Sobre o Acervo da Laje (BA): Espaço de memória artística, cultural e de pesquisa sobre o Subúrbio Ferroviário de Salvador, localizado especificamente no bairro do São João do Cabrito. É formado por duas casas que contêm bibliotecas, hemeroteca, coleções de discos, manuscritos, croquis, conchas, tijolos, azulejos e porcelanas antigas, artefatos históricos, quadros, esculturas em madeira e alumínio, fotografias e objetos que contam a história do Subúrbio Ferroviário de Salvador.
Sobre a Aldeia Kalipety (SP): Localizada a três quilômetros ao sul do bairro da Barragem e atualmente habitada por cerca de 70 pessoas, a Aldeia Kalipety faz parte de uma área que foi reocupada pelos Guarani da TI Tenondé Porã em 2013. É atualmente referência em práticas agroecológicas a partir da combinação de saberes tradicionais guarani com técnicas alternativas do mundo não indígena. Tem desenvolvido visitações relacionadas à cooperação e formação dos visitantes em mutirões de agroecologia, palestras para educadores, realizadas preferencialmente no mês de abril, e vivências comunitárias para imersão na cultura guarani.
Sobre a Casa do Povo (SP): Centro cultural que revisita e reinventa as noções de cultura, comunidade e memória. Habitada por uma dezena de grupos, movimentos e coletivos, alguns há décadas e outros mais recentes, a Casa do Povo atua no campo expandido da cultura. Sua programação transdisciplinar, processual e engajada entende a arte como ferramenta crítica dentro de um processo de transformação social.
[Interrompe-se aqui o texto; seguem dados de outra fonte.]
use serde::{Deserialize, Serialize};
use thiserror::Error;

use crate::model::LanguageCode;

#[derive(Debug, Clone, Error, Serialize, Deserialize, PartialEq, Eq)]
pub enum TranslationError {
    #[error("translation service error: {message}")]
    Service { message: String },

    #[error("translation service returned an empty response")]
    EmptyResponse,

    #[error("no translator configured")]
    Unavailable,
}

/// Text translation collaborator. `source` may be `auto`.
#[async_trait::async_trait]
pub trait Translator: Send + Sync {
    async fn translate(
        &self,
        text: &str,
        source: &LanguageCode,
        target: &LanguageCode,
    ) -> Result<String, TranslationError>;
}

/// Treats a blank result as a failure.
pub fn checked_output(raw: String) -> Result<String, TranslationError> {
    let trimmed = raw.trim();
    if trimmed.is_empty() {
        Err(TranslationError::EmptyResponse)
    } else if trimmed.len() == raw.len() {
        Ok(raw)
    } else {
        Ok(trimmed.to_string())
    }
}
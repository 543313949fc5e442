// lib.rs - shared core: preference/profile sync, identity bootstrap, theming, navigation

#![forbid(unsafe_code)]
#![deny(clippy::all)]
#![warn(clippy::pedantic)]
#![allow(clippy::module_name_repetitions)]
#![allow(clippy::too_many_lines)]

pub mod app;
pub mod bootstrap;
pub mod capabilities;
pub mod config;
pub mod context;
pub mod document;
pub mod event;
pub mod feedback;
pub mod model;
pub mod navigation;
pub mod preferences;
pub mod profile;
pub mod theme;
pub mod translation;

mod task;

use serde::{Deserialize, Serialize};
use std::time::Duration;

pub use app::{App, Model, Overlay, ViewModel};
pub use bootstrap::{BootstrapState, IdentityBootstrap, IdentityHandle};
pub use config::{AppConfig, ConfigError, RemoteConfig};
pub use context::{Context, ContextBuilder, RemoteBackend, RemoteTarget};
pub use event::Event;
pub use model::{
    LanguageCode, PreferencesPatch, Standard, Theme, TranslationHistory, TranslationHistoryItem,
    UnixTimeMs, UserId, UserPreferences, UserProfile, ValidationError,
};
pub use navigation::{
    NavigationController, NavigationError, NavigationState, Payload, Route, Screen,
};
pub use preferences::PreferenceSync;
pub use profile::{OnboardingForm, ProfileSync};
pub use theme::ThemeResolver;

pub const FALLBACK_LANGUAGE: &str = "en";
pub const ONBOARDING_CONFIRMATION_DELAY: Duration = Duration::from_millis(1500);
pub const DOCUMENT_LOAD_TIMEOUT: Duration = Duration::from_millis(3000);
pub const ATTENTION_ANIMATION: Duration = Duration::from_millis(500);
pub const TRANSLATION_HISTORY_CAP: usize = 3;
pub const PROFILE_EDIT_UNAVAILABLE: &str = "Edit profile function will be available 2 hours later.";

#[derive(Debug, Clone, Copy, PartialEq, Eq, Hash, Serialize, Deserialize)]
pub enum ErrorSeverity {
    Transient,
    Permanent,
    Fatal,
}

#[derive(Debug, Clone, Copy, PartialEq, Eq, Hash, Serialize, Deserialize)]
pub enum ErrorKind {
    Network,
    Authentication,
    Validation,
    Serialization,
    Translation,
    FeatureUnavailable,
}

impl ErrorKind {
    #[must_use]
    pub const fn code(self) -> &'static str {
        match self {
            Self::Network => "NETWORK_ERROR",
            Self::Authentication => "AUTH_ERROR",
            Self::Validation => "VALIDATION_ERROR",
            Self::Serialization => "SERIALIZATION_ERROR",
            Self::Translation => "TRANSLATION_ERROR",
            Self::FeatureUnavailable => "FEATURE_UNAVAILABLE",
        }
    }

    #[must_use]
    pub const fn default_severity(self) -> ErrorSeverity {
        match self {
            Self::Network | Self::Translation => ErrorSeverity::Transient,
            Self::Serialization => ErrorSeverity::Fatal,
            Self::Authentication | Self::Validation | Self::FeatureUnavailable => {
                ErrorSeverity::Permanent
            }
        }
    }
}

/// What the shell shows. `message` is user-safe; `internal_message` is for
/// logs only.
#[derive(Debug, Clone, Serialize, Deserialize, PartialEq)]
pub struct AppError {
    pub kind: ErrorKind,
    pub severity: ErrorSeverity,
    pub message: String,
    pub internal_message: Option<String>,
}

impl AppError {
    #[must_use]
    pub fn new(kind: ErrorKind, message: impl Into<String>) -> Self {
        Self {
            kind,
            severity: kind.default_severity(),
            message: message.into(),
            internal_message: None,
        }
    }

    #[must_use]
    pub fn with_internal(mut self, internal: impl Into<String>) -> Self {
        self.internal_message = Some(internal.into());
        self
    }

    #[must_use]
    pub const fn code(&self) -> &'static str {
        self.kind.code()
    }

    #[must_use]
    pub fn user_facing_message(&self) -> String {
        match self.kind {
            ErrorKind::Network => {
                "Unable to connect. Please check your internet connection and try again.".into()
            }
            ErrorKind::Authentication => {
                "You are not allowed to do that right now. Please try again later.".into()
            }
            ErrorKind::Validation | ErrorKind::FeatureUnavailable => self.message.clone(),
            ErrorKind::Serialization => {
                "A data error occurred. Please contact support if this persists.".into()
            }
            ErrorKind::Translation => "Translation failed. Please try again.".into(),
        }
    }

    #[must_use]
    pub fn feature_unavailable(message: impl Into<String>) -> Self {
        Self::new(ErrorKind::FeatureUnavailable, message)
    }
}

impl std::fmt::Display for AppError {
    fn fmt(&self, f: &mut std::fmt::Formatter<'_>) -> std::fmt::Result {
        write!(f, "[{}] {}", self.code(), self.message)?;
        if let Some(internal) = &self.internal_message {
            write!(f, " (internal: {internal})")?;
        }
        Ok(())
    }
}

impl std::error::Error for AppError {}

impl From<ValidationError> for AppError {
    fn from(e: ValidationError) -> Self {
        AppError::new(ErrorKind::Validation, e.to_string())
    }
}

impl From<capabilities::RemoteError> for AppError {
    fn from(e: capabilities::RemoteError) -> Self {
        use capabilities::RemoteError;

        let kind = match &e {
            RemoteError::Unavailable { .. } | RemoteError::Transport { .. } => ErrorKind::Network,
            RemoteError::PermissionDenied { .. } => ErrorKind::Authentication,
            RemoteError::InvalidDocument { .. } => ErrorKind::Serialization,
        };
        AppError::new(kind, "Remote sync failed").with_internal(e.to_string())
    }
}

impl From<capabilities::TranslationError> for AppError {
    fn from(e: capabilities::TranslationError) -> Self {
        AppError::new(ErrorKind::Translation, "Translation failed").with_internal(e.to_string())
    }
}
Sobre o Quilombo Santa Rosa dos Pretos (MA): A comunidade quilombola Santa Rosa dos Pretos (também conhecida como Santa Rosa do Barão) está localizada no município maranhense de Itapecuru-Mirim. Por suas características mais notáveis, como a coesão, a pluralidade e a qualidade de suas manifestações culturais, a comunidade de Santa Rosa dos Pretos é uma espécie de referência ao se tratar de comunidades remanescentes de quilombos em termos regionais e nacionais.
Sobre o SAVVY Contemporary: The Laboratory of form-ideas (Berlim – Alemanha): Como espaço de arte, plataforma discursiva, local para comer e beber, casa njangi, espaço de convívio, o SAVVY Contemporary situa-se no limiar das noções e construções do Ocidente e do não-ocidente, principalmente para compreender e negociar entre eles e, obviamente, para desconstruir ideologias e conotações dessas construções.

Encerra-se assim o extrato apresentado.